Mitchell answered: “Probably about two this morning.”

“Well, I'm thankful it didn't happen up here,” remarked Mrs. Atwood. “I always said the whole idea was crazy. His family would have sued us for manslaughter.”

“My idea,” explained Atwood, who seemed to be strung on wires, so continual and puppet-like were the movements of his hands, arms, legs and feet, “my considered opinion was that it didn't really matter where it happened, just so that the unfortunate kid got a little fun. He agreed with me, but hardly anyone else did.”

“Well, I'm glad he died in his bed,” declared Mrs. Atwood, harshly.

“He didn't die in his bed, Mrs. Atwood,” said Mitchell.

“Didn't?” Atwood gazed up at him, the changing mask of his face all interest. “How did it happen, then?”

“The boy fell off a cliff.”

“Fell off a cliff!” The lithe figure became rigid, and the eyes behind the sunglasses widened to a stare. “What in the world was he doing on a cliff at two in the morning?”

“We hoped you could tell us that.”

“Me?” Atwood stepped back a pace, and looked from one to the other of them, finishing with a bland gaze at his wife, who ignored it stonily.

“Yes. It has been suggested that he was waiting down there for you to pick him up.”

“My dear man, you've got it all wrong. There was no arrangement of that sort; naturally not. He was to come up to-day. My goodness me!” Atwood's voice, expressing hurt amazement, turned to a bleat. “Who was kind enough to suggest that idea? You, perhaps?” and he whirled on Sanderson. “Or my cousin Fred? You two knew all about our plans.”

“Nobody can imagine why he went down there to that rock,” answered Sanderson, coldly. “We thought he might have made some other arrangement with you. When he telephoned, you know. Yesterday.”

“Oh. Do you know,” said Atwood, his head on one side and an indescribably coy expression on his face, “I thought that telephone call was a private one.”

“Nothing stays private in an investigation like this,” Mitchell informed him.

“It's an investigation, is it? Oh, I see; he was killed by the fall. Now that is what I call one of life's major ironies; don't you agree with me, Floss?”

“He was probably dead before he went over the cliff, Mr. Atwood; but there will be an inquest, and, of course, we want information.”

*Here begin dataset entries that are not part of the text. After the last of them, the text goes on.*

//! Blocking client for the HESPE web interface
//!
//! Every call goes straight to the server except map downloads, which are
//! served from the file cache once fetched. No request is retried; the first
//! error aborts the call.

use chrono::{DateTime, Utc};
use indexmap::IndexMap;
use log::{debug, info};
use reqwest::blocking::Client;

use crate::cache::{filename_for, FileCache};
use crate::config::HespeConfig;
use crate::error::{HespeError, Result};
use crate::fits::FitsFile;
use crate::lightcurve::LightCurve;
use crate::map::{group_maps_by_energy, CompositeMap, EnergyBand, RhessiMap};
use crate::query::EventFilter;
use crate::time::{hespe_time_to_utc, timestamp_from_filename, unix_millis};
use crate::types::{
    select_record, FlareDataRecord, FlareEventSummary, ImageAlgorithm, IvsType, RayType,
};

const PNG_SUFFIX: &str = ".png";

/// Turn a quicklook PNG path into the URL of the matching FITS file.
///
/// `"foo.png"` becomes `base + "foo.fits"`; anything not ending in `.png` is
/// rejected.
pub fn rewrite_png_url(base_url: &str, url: &str) -> Result<String> {
    match url.strip_suffix(PNG_SUFFIX) {
        Some(stem) => Ok(format!("{base_url}{stem}.fits")),
        None => Err(HespeError::NotPng(url.to_string())),
    }
}

#[derive(Debug, Clone)]
pub struct HespeClient {
    config: HespeConfig,
    http: Client,
    cache: FileCache,
}

impl HespeClient {
    /// Client with the default endpoints, see [`HespeConfig::default`]
    pub fn new() -> Result<Self> {
        Self::with_config(HespeConfig::default())
    }

    pub fn with_config(config: HespeConfig) -> Result<Self> {
        let http = Client::builder().build()?;
        let cache = FileCache::new(config.cache_dir());
        Ok(Self {
            config,
            http,
            cache,
        })
    }

    pub fn config(&self) -> &HespeConfig {
        &self.config
    }

    pub fn cache(&self) -> &FileCache {
        &self.cache
    }

    fn get_bytes(&self, url: &str) -> Result<Vec<u8>> {
        debug!("GET {url}");
        let response = self.http.get(url).send()?;
        let status = response.status();
        if !status.is_success() {
            return Err(HespeError::HttpStatus {
                url: url.to_string(),
                status: status.as_u16(),
            });
        }
        Ok(response.bytes()?.to_vec())
    }

    /// All records the server holds for a flare, one per integration strategy
    pub fn fetch_flare_records(&self, flare_id: u64) -> Result<Vec<FlareDataRecord>> {
        let url = format!("{}{}", self.config.flare_data_url, flare_id);
        let body = self.get_bytes(&url)?;
        Ok(serde_json::from_slice(&body)?)
    }

    /// The record of a flare for one ivs type
    pub fn fetch_flare_data(&self, flare_id: u64, ivs_type: IvsType) -> Result<FlareDataRecord> {
        select_record(self.fetch_flare_records(flare_id)?, ivs_type)
    }

    /// FITS URL on the image host for a quicklook PNG path
    pub fn fits_url(&self, png_url: &str) -> Result<String> {
        rewrite_png_url(&self.config.image_base_url, png_url)
    }

    /// Download a map file, or read it from the cache when already present.
    ///
    /// On a miss the image table is enriched with coordinate metadata, the
    /// energy band and the observation time encoded in the filename, then
    /// written to the cache as a single-image FITS file.
    pub fn download_as_map(&self, url: &str, energy: EnergyBand) -> Result<RhessiMap> {
        let path = self.cache.path_for(url)?;
        if path.is_file() {
            debug!("cache hit for {}", path.display());
            return RhessiMap::from_fits(&FitsFile::open(&path)?);
        }

        debug!("cache miss for {url}");
        let date_obs = hespe_time_to_utc(timestamp_from_filename(filename_for(url))?)?;
        let source = FitsFile::from_bytes(self.get_bytes(url)?)?;
        let map = RhessiMap::from_table(&source.table(1)?, energy, date_obs)?;
        self.cache.store(url, &map.to_fits()?)?;
        Ok(map)
    }

    /// Every map of a flare for the chosen integration, particle type and
    /// reconstruction algorithm, in server order.
    ///
    /// A descriptor without a URL for `algorithm` or a failed download aborts
    /// the whole batch; maps fetched before the failure stay in the cache.
    pub fn get_maps_of_flareevent(
        &self,
        flare_id: u64,
        ivs_type: IvsType,
        ray_type: RayType,
        algorithm: ImageAlgorithm,
    ) -> Result<Vec<RhessiMap>> {
        let record = self.fetch_flare_data(flare_id, ivs_type)?;
        let descriptors = record.images(ray_type);
        let total = descriptors.len();

        let mut maps = Vec::with_capacity(total);
        for (i, descriptor) in descriptors.iter().enumerate() {
            let png_url = descriptor.url(algorithm).ok_or(HespeError::MissingProduct {
                key: algorithm.json_key(),
            })?;
            let url = self.fits_url(png_url)?;
            let energy = EnergyBand::new(descriptor.lower_energy, descriptor.upper_energy);
            maps.push(self.download_as_map(&url, energy)?);
            info!("downloaded {} of {}", i + 1, total);
        }
        Ok(maps)
    }

    /// Like [`get_maps_of_flareevent`](Self::get_maps_of_flareevent), grouped
    /// into one composite per energy band
    pub fn get_composites_of_flareevent(
        &self,
        flare_id: u64,
        ivs_type: IvsType,
        ray_type: RayType,
        algorithm: ImageAlgorithm,
    ) -> Result<IndexMap<EnergyBand, CompositeMap>> {
        let maps = self.get_maps_of_flareevent(flare_id, ivs_type, ray_type, algorithm)?;
        Ok(group_maps_by_energy(maps))
    }

    /// Summary light curve of a flare. Always fetched fresh, never cached.
    pub fn get_lightcurve_of_flareevent(&self, flare_id: u64) -> Result<LightCurve> {
        let record = self.fetch_flare_data(flare_id, IvsType::Coarse)?;
        let png_url = record
            .lightcurves
            .as_deref()
            .ok_or(HespeError::MissingLightCurve)?;
        let url = self.fits_url(png_url)?;
        let file = FitsFile::from_bytes(self.get_bytes(&url)?)?;
        LightCurve::from_fits(&file)
    }

    /// Events matching a filter
    pub fn query_flareevents(&self, filter: &EventFilter) -> Result<Vec<FlareEventSummary>> {
        let url = filter.to_url(&self.config.event_list_url);
        let body = self.get_bytes(&url)?;
        Ok(serde_json::from_slice(&body)?)
    }

    /// Ids of the events within a time window
    pub fn get_flareevents_between(
        &self,
        start: DateTime<Utc>,
        end: DateTime<Utc>,
    ) -> Result<Vec<u64>> {
        let filter = EventFilter::new().date_range(unix_millis(start), unix_millis(end));
        Ok(self
            .query_flareevents(&filter)?
            .into_iter()
            .map(|event| event.flare_id)
            .collect())
    }
}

“Of course you do; so do I. The thing is so dashed queer that I feel completely dazed by it. Where was this cliff?”

“Just below the hotel.”

“I don't know Ford's Beach; don't know it at all. He telephoned me—as you probably know already—that the party was getting in late; I suppose as late as midnight?”

“Later.”

“And he is imagined to have celebrated his coming of age by going out and falling off a cliff. Poor old Amby. Well, I wish I could help you to clarify the situation; but I cannot. I was rehearsing until after ten o'clock, and then I was sunk in a dreamless sleep. We've had a little sickness in camp,” he went on, his thin mouth stretching in a smile, “and it's put extra work on us all. The troupe isn't big; we don't merely double, here; we triple and quadruple.”

“Which tent is yours?”

“That one, down beside the water. Desirable situation; lovely fragrance of dead crab when the tide's out. I'm alone in it; my cousin Amberley was going to share it with me,” he ended, in a tone of melancholy.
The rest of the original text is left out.